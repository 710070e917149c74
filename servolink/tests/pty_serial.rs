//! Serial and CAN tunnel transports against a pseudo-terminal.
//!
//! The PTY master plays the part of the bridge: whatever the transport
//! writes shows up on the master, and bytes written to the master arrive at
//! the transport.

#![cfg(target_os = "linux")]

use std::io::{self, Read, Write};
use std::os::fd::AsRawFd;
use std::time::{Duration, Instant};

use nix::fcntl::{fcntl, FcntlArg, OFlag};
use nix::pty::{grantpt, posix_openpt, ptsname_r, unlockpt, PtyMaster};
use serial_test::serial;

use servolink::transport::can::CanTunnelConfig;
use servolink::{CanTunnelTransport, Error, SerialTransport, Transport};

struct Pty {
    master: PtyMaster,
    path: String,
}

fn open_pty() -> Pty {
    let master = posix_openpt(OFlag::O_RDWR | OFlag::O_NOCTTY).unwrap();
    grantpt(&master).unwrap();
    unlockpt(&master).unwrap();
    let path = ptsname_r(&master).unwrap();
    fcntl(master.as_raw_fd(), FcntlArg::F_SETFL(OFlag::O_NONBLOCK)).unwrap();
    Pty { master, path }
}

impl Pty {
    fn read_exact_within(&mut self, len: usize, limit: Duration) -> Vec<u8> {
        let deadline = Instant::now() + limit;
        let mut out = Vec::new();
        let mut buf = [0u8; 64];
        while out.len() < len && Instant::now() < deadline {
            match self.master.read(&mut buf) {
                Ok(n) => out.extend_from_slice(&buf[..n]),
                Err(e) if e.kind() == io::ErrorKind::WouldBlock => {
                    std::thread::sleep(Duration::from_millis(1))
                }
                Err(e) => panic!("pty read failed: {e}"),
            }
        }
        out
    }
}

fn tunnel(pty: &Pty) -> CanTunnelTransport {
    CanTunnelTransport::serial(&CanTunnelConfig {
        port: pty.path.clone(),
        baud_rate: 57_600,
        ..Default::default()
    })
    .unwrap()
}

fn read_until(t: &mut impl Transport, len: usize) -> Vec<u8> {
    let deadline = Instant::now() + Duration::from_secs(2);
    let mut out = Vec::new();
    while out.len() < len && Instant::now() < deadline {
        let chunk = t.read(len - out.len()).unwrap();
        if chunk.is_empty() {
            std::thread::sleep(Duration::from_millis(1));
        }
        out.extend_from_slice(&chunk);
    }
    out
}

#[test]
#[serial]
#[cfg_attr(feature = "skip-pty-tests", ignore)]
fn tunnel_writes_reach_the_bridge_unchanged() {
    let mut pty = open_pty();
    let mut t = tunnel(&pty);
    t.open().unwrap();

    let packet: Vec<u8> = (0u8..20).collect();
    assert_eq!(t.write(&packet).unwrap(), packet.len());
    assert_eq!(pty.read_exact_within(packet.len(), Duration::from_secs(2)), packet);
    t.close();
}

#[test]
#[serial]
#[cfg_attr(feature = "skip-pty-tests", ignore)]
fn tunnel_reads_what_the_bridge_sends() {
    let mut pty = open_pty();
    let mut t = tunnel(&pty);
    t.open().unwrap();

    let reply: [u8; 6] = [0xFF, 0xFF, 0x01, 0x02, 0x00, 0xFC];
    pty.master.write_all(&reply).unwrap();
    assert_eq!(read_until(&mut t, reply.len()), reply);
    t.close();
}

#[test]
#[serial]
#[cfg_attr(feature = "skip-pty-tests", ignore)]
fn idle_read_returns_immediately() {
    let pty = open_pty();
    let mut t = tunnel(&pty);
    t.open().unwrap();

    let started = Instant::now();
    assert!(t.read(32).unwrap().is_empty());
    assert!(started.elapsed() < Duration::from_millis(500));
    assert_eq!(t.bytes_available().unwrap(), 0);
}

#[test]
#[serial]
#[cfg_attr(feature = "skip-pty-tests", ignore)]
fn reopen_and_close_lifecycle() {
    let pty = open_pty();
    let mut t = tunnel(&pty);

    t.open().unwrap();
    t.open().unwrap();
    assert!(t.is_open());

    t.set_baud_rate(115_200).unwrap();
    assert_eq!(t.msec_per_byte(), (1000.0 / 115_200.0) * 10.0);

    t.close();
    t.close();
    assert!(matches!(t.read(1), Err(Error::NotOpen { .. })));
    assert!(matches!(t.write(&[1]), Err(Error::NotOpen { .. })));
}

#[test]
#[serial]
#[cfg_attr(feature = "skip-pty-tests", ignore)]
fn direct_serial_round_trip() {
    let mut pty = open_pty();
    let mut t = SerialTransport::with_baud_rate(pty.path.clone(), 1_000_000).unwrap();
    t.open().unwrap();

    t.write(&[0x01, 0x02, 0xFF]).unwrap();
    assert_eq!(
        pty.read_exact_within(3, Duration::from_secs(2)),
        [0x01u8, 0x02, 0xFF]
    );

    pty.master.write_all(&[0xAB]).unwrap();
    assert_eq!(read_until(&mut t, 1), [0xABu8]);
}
===
Aim of the task: If a line above holds the word "grantpt", count it; then say how many such lines there are and nothing else.

Result for this exercise: 2